Fatture false da 200 mila euro: sequestrati conti e casa a imprenditore

La Guardia di Finanza di Noventa Vicentina, a seguito di controlli nei confronti di una società operante nel settore dei prodotti in metallo per costruzioni avente sede ad Albettone (Vicenza), ha scoperto che nel periodo 2013/2016, aveva annotato fatture false per quasi 200 mila euro al fine di abbattere il reddito imponibile, tutte riconducibili ad un’altra impresa della zona che, a seguito delle indagini eseguite, è risultata assolutamente non in grado di effettuare le operazioni descritte nei documenti per mancanza dei mezzi e dell’organizzazione aziendale necessari riportate nelle fatture.

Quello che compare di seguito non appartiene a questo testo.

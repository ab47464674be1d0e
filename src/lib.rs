// lyre library - everything behind the interactive prompt
// The binary only wires config, logging and the audio device together

pub mod audio;    // audio engine trait + rodio backend
pub mod cache;    // track-length cache
pub mod command;  // parsing, registry, the commands themselves
pub mod config;   // settings
pub mod error;    // user-facing error kinds
pub mod library;  // song / playlist / script catalogs
pub mod matcher;  // prefix resolution
pub mod player;   // playback state machine
pub mod runtime;  // input, dispatch and watcher workers
pub mod shell;    // session state + dispatcher boundary

pub use audio::{AudioEngine, PlaybackStatus};
pub use cache::DurationCache;
pub use config::Config;
pub use error::{ShellError, ShellResult};
pub use library::Catalog;
pub use player::Player;
pub use runtime::Runtime;
pub use shell::Shell;
// Durations typed at the prompt: either whole seconds or a timestamp
// `M:SS`, `MM:SS`, `H:MM:SS`.

use crate::error::{ShellError, ShellResult};
use regex::Regex;
use std::sync::OnceLock;

fn timestamp_pattern() -> &'static Regex {
    static PATTERN: OnceLock<Regex> = OnceLock::new();
    PATTERN.get_or_init(|| {
        Regex::new(r"^(?:(\d{1,2}):)?([0-5]?\d):([0-5]\d)$").expect("timestamp pattern is valid")
    })
}

/// Parse seconds or a timestamp into absolute seconds.
pub fn parse_duration(input: &str) -> ShellResult<u64> {
    if !input.is_empty() && input.bytes().all(|b| b.is_ascii_digit()) {
        return input
            .parse()
            .map_err(|_| ShellError::InvalidTimestamp(input.to_string()));
    }

    let caps = timestamp_pattern()
        .captures(input)
        .ok_or_else(|| ShellError::InvalidTimestamp(input.to_string()))?;

    let field = |i: usize| -> u64 {
        caps.get(i)
            .and_then(|m| m.as_str().parse().ok())
            .unwrap_or(0)
    };

    Ok(field(1) * 3600 + field(2) * 60 + field(3))
}

/// `M:SS` below an hour, `H:MM:SS` otherwise.
pub fn format_timestamp(seconds: u64) -> String {
    let hours = seconds / 3600;
    let minutes = (seconds % 3600) / 60;
    let secs = seconds % 60;

    if hours > 0 {
        format!("{}:{:02}:{:02}", hours, minutes, secs)
    } else {
        format!("{}:{:02}", minutes, secs)
    }
}
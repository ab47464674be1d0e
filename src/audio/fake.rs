// Scripted engine for tests: records what the player asked for and lets the
// test move the playhead around.

use super::{AudioEngine, AudioFormat, PlaybackStatus};
use crate::error::{ShellError, ShellResult};
use std::cell::RefCell;
use std::collections::HashMap;
use std::path::{Path, PathBuf};
use std::rc::Rc;
use std::time::Duration;

#[derive(Debug)]
pub(crate) struct FakeState {
    pub loaded: Option<PathBuf>,
    pub opened: Vec<PathBuf>,
    pub plays: usize,
    pub status: PlaybackStatus,
    pub volume: f32,
    pub looping: bool,
    pub offset: Duration,
    pub durations: HashMap<String, Duration>,
    pub probes: usize,
}

pub(crate) struct FakeEngine {
    state: Rc<RefCell<FakeState>>,
}

impl FakeEngine {
    pub fn new() -> (Self, Rc<RefCell<FakeState>>) {
        let state = Rc::new(RefCell::new(FakeState {
            loaded: None,
            opened: Vec::new(),
            plays: 0,
            status: PlaybackStatus::Stopped,
            volume: 100.0,
            looping: false,
            offset: Duration::ZERO,
            durations: HashMap::new(),
            probes: 0,
        }));
        (Self { state: Rc::clone(&state) }, state)
    }

    fn length_of(state: &FakeState, path: &Path) -> Duration {
        let name = path.file_name().and_then(|n| n.to_str()).unwrap_or_default();
        state
            .durations
            .get(name)
            .copied()
            .unwrap_or(Duration::from_secs(180))
    }
}

// aiff is catalogued but, like the real decoder, refuses to open
fn decodable(path: &Path) -> bool {
    !matches!(AudioFormat::from_path(path), AudioFormat::Unknown | AudioFormat::Aiff)
}

impl FakeState {
    /// Put the playhead just before the end of the loaded track.
    pub fn near_end(&mut self) {
        let length = self
            .loaded
            .as_deref()
            .map(|p| FakeEngine::length_of(self, p))
            .unwrap_or_default();
        self.offset = length.saturating_sub(Duration::from_millis(5));
    }

    /// The track ran out: stopped, playhead left where it was.
    pub fn drain(&mut self) {
        self.status = PlaybackStatus::Stopped;
    }

    pub fn loaded_name(&self) -> Option<String> {
        self.loaded
            .as_ref()
            .and_then(|p| p.file_name())
            .and_then(|n| n.to_str())
            .map(str::to_string)
    }
}

impl AudioEngine for FakeEngine {
    fn open(&mut self, path: &Path) -> ShellResult<()> {
        let mut state = self.state.borrow_mut();
        state.opened.push(path.to_path_buf());
        if !decodable(path) {
            return Err(ShellError::UnsupportedFormat(path.display().to_string()));
        }
        state.loaded = Some(path.to_path_buf());
        state.offset = Duration::ZERO;
        state.status = PlaybackStatus::Stopped;
        Ok(())
    }

    fn play(&mut self) {
        let mut state = self.state.borrow_mut();
        if state.loaded.is_some() {
            state.plays += 1;
            state.status = PlaybackStatus::Playing;
        }
    }

    fn pause(&mut self) {
        self.state.borrow_mut().status = PlaybackStatus::Paused;
    }

    fn stop(&mut self) {
        let mut state = self.state.borrow_mut();
        state.status = PlaybackStatus::Stopped;
        state.offset = Duration::ZERO;
    }

    fn set_volume(&mut self, percent: f32) {
        self.state.borrow_mut().volume = percent;
    }

    fn volume(&self) -> f32 {
        self.state.borrow().volume
    }

    fn is_looping(&self) -> bool {
        self.state.borrow().looping
    }

    fn set_looping(&mut self, looping: bool) {
        self.state.borrow_mut().looping = looping;
    }

    fn playing_offset(&self) -> Duration {
        self.state.borrow().offset
    }

    fn set_playing_offset(&mut self, offset: Duration) {
        self.state.borrow_mut().offset = offset;
    }

    fn duration(&self) -> Duration {
        let state = self.state.borrow();
        state
            .loaded
            .as_deref()
            .map(|p| FakeEngine::length_of(&state, p))
            .unwrap_or_default()
    }

    fn status(&mut self) -> PlaybackStatus {
        self.state.borrow().status
    }

    fn probe_duration(&self, path: &Path) -> ShellResult<Duration> {
        let mut state = self.state.borrow_mut();
        state.probes += 1;
        if !decodable(path) {
            return Err(ShellError::UnsupportedFormat(path.display().to_string()));
        }
        Ok(FakeEngine::length_of(&state, path))
    }
}
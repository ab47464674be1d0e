#[cfg(feature = "audio")]
pub mod engine;
#[cfg(test)]
pub(crate) mod fake;

#[cfg(feature = "audio")]
pub use engine::RodioEngine;

use crate::error::ShellResult;
use serde::{Deserialize, Serialize};
use std::path::Path;
use std::time::Duration;

/// Extensions the catalog picks up, matched case-insensitively.
pub const SUPPORTED_EXTENSIONS: [&str; 5] = ["mp3", "ogg", "flac", "wav", "aiff"];

#[derive(Debug, Clone, Copy, PartialEq, Eq)]
pub enum PlaybackStatus {
    Playing,
    Paused,
    Stopped,
}

/// Everything the shell needs from an audio backend. Volume is a percentage
/// (0..=100), offsets and durations are wall-clock positions in the track.
pub trait AudioEngine {
    /// Load a track, replacing whatever was loaded. Does not start playback.
    fn open(&mut self, path: &Path) -> ShellResult<()>;
    fn play(&mut self);
    fn pause(&mut self);
    fn stop(&mut self);

    fn set_volume(&mut self, percent: f32);
    fn volume(&self) -> f32;

    fn is_looping(&self) -> bool;
    fn set_looping(&mut self, looping: bool);

    fn playing_offset(&self) -> Duration;
    fn set_playing_offset(&mut self, offset: Duration);
    fn duration(&self) -> Duration;

    /// Current status. Takes `&mut self` because a looping track is re-armed here.
    fn status(&mut self) -> PlaybackStatus;

    /// Open `path` on a throwaway decoder just to learn its length.
    fn probe_duration(&self, path: &Path) -> ShellResult<Duration>;
}

#[derive(Debug, Clone, Serialize, Deserialize)]
pub struct AudioConfig {
    pub volume: f32, // 0.0 to 100.0
}

impl Default for AudioConfig {
    fn default() -> Self {
        Self { volume: 100.0 }
    }
}

#[derive(Debug, Clone, Copy, PartialEq, Eq)]
pub enum AudioFormat {
    Mp3,
    Ogg,
    Flac,
    Wav,
    Aiff,
    Unknown,
}

impl AudioFormat {
    pub fn from_extension(ext: &str) -> Self {
        match ext.to_lowercase().as_str() {
            "mp3" => AudioFormat::Mp3,
            "ogg" => AudioFormat::Ogg,
            "flac" => AudioFormat::Flac,
            "wav" => AudioFormat::Wav,
            "aiff" => AudioFormat::Aiff,
            _ => AudioFormat::Unknown,
        }
    }

    pub fn from_path(path: &Path) -> Self {
        path.extension()
            .and_then(|ext| ext.to_str())
            .map(AudioFormat::from_extension)
            .unwrap_or(AudioFormat::Unknown)
    }

    pub fn is_supported(&self) -> bool {
        !matches!(self, AudioFormat::Unknown)
    }
}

Lo stesso titolare dell’impresa da cui risultavano provenire le fatturazioni, stanti gli elementi probatori acquisiti nel corso delle indagini, aveva dovuto ammettere di non aver mai emesso le fatture in questione. All’imprenditore ritenuto responsabile del reato previsto dall’art. 2 del D.Lgs. 74/2000 (utilizzo di fatture per operazioni inesistenti ai fini di abbattere l’I.V.A. dovuta ed i redditi imponibili), sono stati sequestrati 100.137,41 euro, pari al valore delle imposte complessivamente evase. Il sequestro è stato avviato sulle liquidità e su tutti i beni materialmente rinvenuti nella disponibilità dell’imprenditore:due conti correnti ed un immobile ubicato in Albettone.